Bagdad - In der Bagdader Baratha-Moschee sprengten sich nach dem Freitagsgebet drei Selbstmordattentäter in die Luft und richteten ein Blutbad an.

Der Anschlag erfolgte zum Ende des Freitagsgebets, als die Gläubigen aus der Baratha-Moschee kamen. (Archivbild)
Der Anschlag erfolgte zum Ende des Freitagsgebets, als die Gläubigen aus der Baratha-Moschee kamen. (Archivbild)
Erneut ist im Irak eine schiitische Moschee Ziel eines verheerenden Anschlags geworden. Nach Angaben des Gesundheitsministeriums wurden mindestens 79 Menschen getötet und 164 verletzt. Der Vorbeter der Moschee berichtete, zunächst habe ein Attentäter im Inneren der Moschee einen Sprengsatz gezündet.

Daraufhin seien die Gläubigen in Panik zum Ausgang geströmt. In dem Chaos hätten sich dann zwei weitere Täter in die Luft gesprengt, sagte Vorbeter Dschalaluddin el Saghir im TV-Sender El Arabija.

Saghir wollte nicht ausschliessen, dass er selbst das Ziel der Attentäter gewesen sei. Saghir ist Parlamentsabgeordneter der von Schiiten dominierten Vereinigten Irakischen Allianz, die die grösste Fraktion im Parlament stellt.

Saghir beschuldigte sunnitische Politiker

Mit seinen Freitagspredigten, in denen er mit Nachdruck für die Rechte der schiitischen Bevölkerungsmehrheit eintritt, lockt er jede Woche tausende Gläubige in die Baratha-Moschee. Saghir beschuldigte sunnitische Politiker, das Attentat auf seine Moschee angestiftet zu haben.

In der sunnitischen Presse sei behauptet worden, dass sich in der Baratha-Moschee ein Internierungslager für Sunniten sowie Massengräber befänden.

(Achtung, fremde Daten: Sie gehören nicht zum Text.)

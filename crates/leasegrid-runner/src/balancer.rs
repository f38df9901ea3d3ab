//! Balancer: multiplexes every registered runner over one dispatch loop.
//!
//! Each pass walks the registry in name order and calls `run_once` on every
//! enabled runner. A pass where nobody found work sleeps an exponentially
//! growing idle delay; any work resets it.
//!
//! Runner failures, panics included, are logged and the loop continues.
//! Only a [`RestartRequested`] ends [`Balancer::execute`] with an error.

use std::collections::BTreeMap;
use std::sync::Arc;
use std::time::Duration;

use leasegrid_core::config::BalancerSection;
use leasegrid_core::{ConfigError, ConfigResult, parse_duration};
use tokio::sync::{Mutex, RwLock, watch};
use tokio::time::Instant;
use tracing::{debug, error, info, warn};

use crate::error::{RunnerError, RunnerResult};
use crate::restart::{RestartDetector, RestartRequested};
use crate::service::Runner;
use crate::state::RunnerStateStore;

/// Timing knobs of the balancer loop.
#[derive(Debug, Clone, Copy, PartialEq, Eq)]
pub struct BalancerConfig {
    /// First idle delay after a pass without work.
    pub idle_backoff_min: Duration,
    /// Ceiling for the idle delay. Equal to the minimum for a fixed delay.
    pub idle_backoff_max: Duration,
    /// Minimum time between reloads of persisted runner states.
    pub state_refresh: Duration,
}

impl Default for BalancerConfig {
    fn default() -> Self {
        Self {
            idle_backoff_min: Duration::from_secs(1),
            idle_backoff_max: Duration::from_secs(8),
            state_refresh: Duration::from_secs(30),
        }
    }
}

impl BalancerConfig {
    /// Build from the `[balancer]` config section, defaulting missing keys.
    pub fn from_section(section: Option<&BalancerSection>) -> ConfigResult<Self> {
        let mut config = Self::default();
        let Some(section) = section else {
            return Ok(config);
        };
        if let Some(ref min) = section.idle_backoff_min {
            config.idle_backoff_min = parse_duration(min)?;
        }
        if let Some(ref max) = section.idle_backoff_max {
            config.idle_backoff_max = parse_duration(max)?;
        }
        if let Some(ref refresh) = section.state_refresh {
            config.state_refresh = parse_duration(refresh)?;
        }
        config.validate()?;
        Ok(config)
    }

    pub fn validate(&self) -> ConfigResult<()> {
        // A zero minimum never grows and would spin on empty queues.
        if self.idle_backoff_min.is_zero() {
            return Err(ConfigError::Invalid("idle_backoff_min must be greater than zero".to_string()));
        }
        if self.idle_backoff_min > self.idle_backoff_max {
            return Err(ConfigError::Invalid(format!(
                "idle_backoff_min ({:?}) exceeds idle_backoff_max ({:?})",
                self.idle_backoff_min, self.idle_backoff_max
            )));
        }
        Ok(())
    }
}

/// Exponential idle delay: min, 2·min, 4·min, … capped at max.
#[derive(Debug)]
struct IdleBackoff {
    min: Duration,
    max: Duration,
    next: Duration,
}

impl IdleBackoff {
    fn new(config: &BalancerConfig) -> Self {
        Self {
            min: config.idle_backoff_min,
            max: config.idle_backoff_max,
            next: config.idle_backoff_min,
        }
    }

    fn next_delay(&mut self) -> Duration {
        let delay = self.next;
        self.next = (self.next * 2).min(self.max);
        delay
    }

    fn reset(&mut self) {
        self.next = self.min;
    }
}

/// Enabled flags cached between state refreshes.
#[derive(Debug, Default)]
struct StateCache {
    enabled: BTreeMap<String, bool>,
    refreshed_at: Option<Instant>,
}

/// Runs registered runners until shutdown or a restart request.
pub struct Balancer {
    runners: Arc<RwLock<BTreeMap<String, Arc<dyn Runner>>>>,
    states: Option<RunnerStateStore>,
    detector: Option<Arc<dyn RestartDetector>>,
    config: BalancerConfig,
    cache: Mutex<StateCache>,
}

impl Balancer {
    pub fn new(config: BalancerConfig) -> Self {
        Self {
            runners: Arc::new(RwLock::new(BTreeMap::new())),
            states: None,
            detector: None,
            config,
            cache: Mutex::new(StateCache::default()),
        }
    }

    /// Persist and honor runner enable/disable states.
    pub fn with_state_store(mut self, states: RunnerStateStore) -> Self {
        self.states = Some(states);
        self
    }

    pub fn with_restart_detector(mut self, detector: Arc<dyn RestartDetector>) -> Self {
        self.detector = Some(detector);
        self
    }

    pub fn config(&self) -> &BalancerConfig {
        &self.config
    }

    // ── Registry ───────────────────────────────────────────────────

    /// Initialize `runner` and add it to the rotation.
    pub async fn register(&self, runner: Arc<dyn Runner>) -> RunnerResult<()> {
        let name = runner.name().to_string();
        if self.runners.read().await.contains_key(&name) {
            return Err(RunnerError::Duplicate(name));
        }
        runner.initialize().await?;

        let mut runners = self.runners.write().await;
        if runners.contains_key(&name) {
            return Err(RunnerError::Duplicate(name));
        }
        runners.insert(name.clone(), runner);
        info!(runner = %name, "runner registered");
        Ok(())
    }

    /// Remove a runner from the rotation. In-flight work of that runner
    /// finishes or resurfaces through lease expiry.
    pub async fn unregister(&self, name: &str) -> bool {
        let removed = self.runners.write().await.remove(name).is_some();
        if removed {
            self.cache.lock().await.enabled.remove(name);
            info!(runner = %name, "runner unregistered");
        }
        removed
    }

    pub async fn runner_names(&self) -> Vec<String> {
        self.runners.read().await.keys().cloned().collect()
    }

    // ── Loop ───────────────────────────────────────────────────────

    /// Run passes until `shutdown` flips to true or a restart is requested.
    pub async fn execute(&self, mut shutdown: watch::Receiver<bool>) -> Result<(), RestartRequested> {
        let mut backoff = IdleBackoff::new(&self.config);
        let registered = self.runners.read().await.len();
        info!(runners = registered, "balancer started");

        loop {
            if *shutdown.borrow() {
                info!("balancer stopping");
                return Ok(());
            }

            if self.run_pass().await? {
                backoff.reset();
                tokio::task::yield_now().await;
                continue;
            }

            let delay = backoff.next_delay();
            debug!(delay_ms = delay.as_millis() as u64, "no work, idling");
            // A dropped sender counts as shutdown; a flip is seen at the top.
            let sender_gone = tokio::select! {
                _ = tokio::time::sleep(delay) => false,
                changed = shutdown.changed() => changed.is_err(),
            };
            if sender_gone {
                info!("balancer stopping");
                return Ok(());
            }
        }
    }

    /// One pass over the registry. Returns true if any runner did work.
    pub async fn run_pass(&self) -> Result<bool, RestartRequested> {
        if let Some(ref detector) = self.detector {
            if let Some(restart) = detector.check().await {
                warn!(reason = %restart.reason, "restart detected");
                return Err(restart);
            }
        }

        let runners: Vec<(String, Arc<dyn Runner>)> = self
            .runners
            .read()
            .await
            .iter()
            .map(|(name, runner)| (name.clone(), runner.clone()))
            .collect();
        let enabled = self.enabled(&runners).await;

        let mut worked = false;
        for (name, runner) in runners {
            if !enabled.get(&name).copied().unwrap_or_else(|| runner.auto_start()) {
                continue;
            }
            if run_guarded(&name, runner).await? {
                worked = true;
            }
        }
        Ok(worked)
    }

    /// Enabled flags for `runners`, reloading persisted state when due.
    async fn enabled(&self, runners: &[(String, Arc<dyn Runner>)]) -> BTreeMap<String, bool> {
        let mut cache = self.cache.lock().await;
        let Some(ref states) = self.states else {
            return runners
                .iter()
                .map(|(name, runner)| (name.clone(), runner.auto_start()))
                .collect();
        };

        let stale = cache
            .refreshed_at
            .is_none_or(|at| at.elapsed() >= self.config.state_refresh);
        let unknown = runners.iter().any(|(name, _)| !cache.enabled.contains_key(name));
        if stale || unknown {
            let defaults: Vec<(String, bool)> = runners
                .iter()
                .map(|(name, runner)| (name.clone(), runner.auto_start()))
                .collect();
            match states.ensure(&defaults).await {
                Ok(table) => {
                    cache.enabled = table
                        .into_iter()
                        .map(|(name, state)| (name, state.is_started()))
                        .collect();
                    cache.refreshed_at = Some(Instant::now());
                    debug!(runners = cache.enabled.len(), "runner states refreshed");
                }
                Err(e) => warn!(error = %e, "runner states not refreshed, keeping previous"),
            }
        }
        cache.enabled.clone()
    }
}

/// Run one `run_once` on its own task so a panic stays contained.
async fn run_guarded(name: &str, runner: Arc<dyn Runner>) -> Result<bool, RestartRequested> {
    let handle = tokio::spawn(async move { runner.run_once().await });
    match handle.await {
        Ok(Ok(worked)) => Ok(worked),
        Ok(Err(RunnerError::Restart(restart))) => {
            warn!(runner = %name, reason = %restart.reason, "runner requested restart");
            Err(restart)
        }
        Ok(Err(e)) => {
            error!(runner = %name, error = %e, "runner failed");
            Ok(false)
        }
        Err(e) if e.is_panic() => {
            error!(runner = %name, "runner panicked");
            Ok(false)
        }
        Err(e) => {
            error!(runner = %name, error = %e, "runner task cancelled");
            Ok(false)
        }
    }
}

Serie ähnlich verheerender Gewalttaten

Das Attentat reiht sich ein in eine Serie ähnlich verheerender Gewalttaten im Irak in den vergangenen Wochen und Monaten. Damit wollen Rebellen im Irak offensichtlich Hass zwischen den rivalisierenden Religionsgruppen schüren, um den Demokratisierungsprozess zu stoppen und das Land ins Chaos zu stürzen.

Erst am Donnerstag waren bei einem Autobombenanschlag in der Nähe eines der wichtigsten Schiiten-Schreine im südirakischen Nadschaf mindestens 13 Menschen getötet worden.

Im Februar hatte ein folgenschweres Attentat auf ein schiitisches Heiligtum im nordirakischen Samarra zahlreiche Racheakte zwischen Schiiten und Sunniten ausgelöst. Hunderte Menschen wurden seitdem getötet.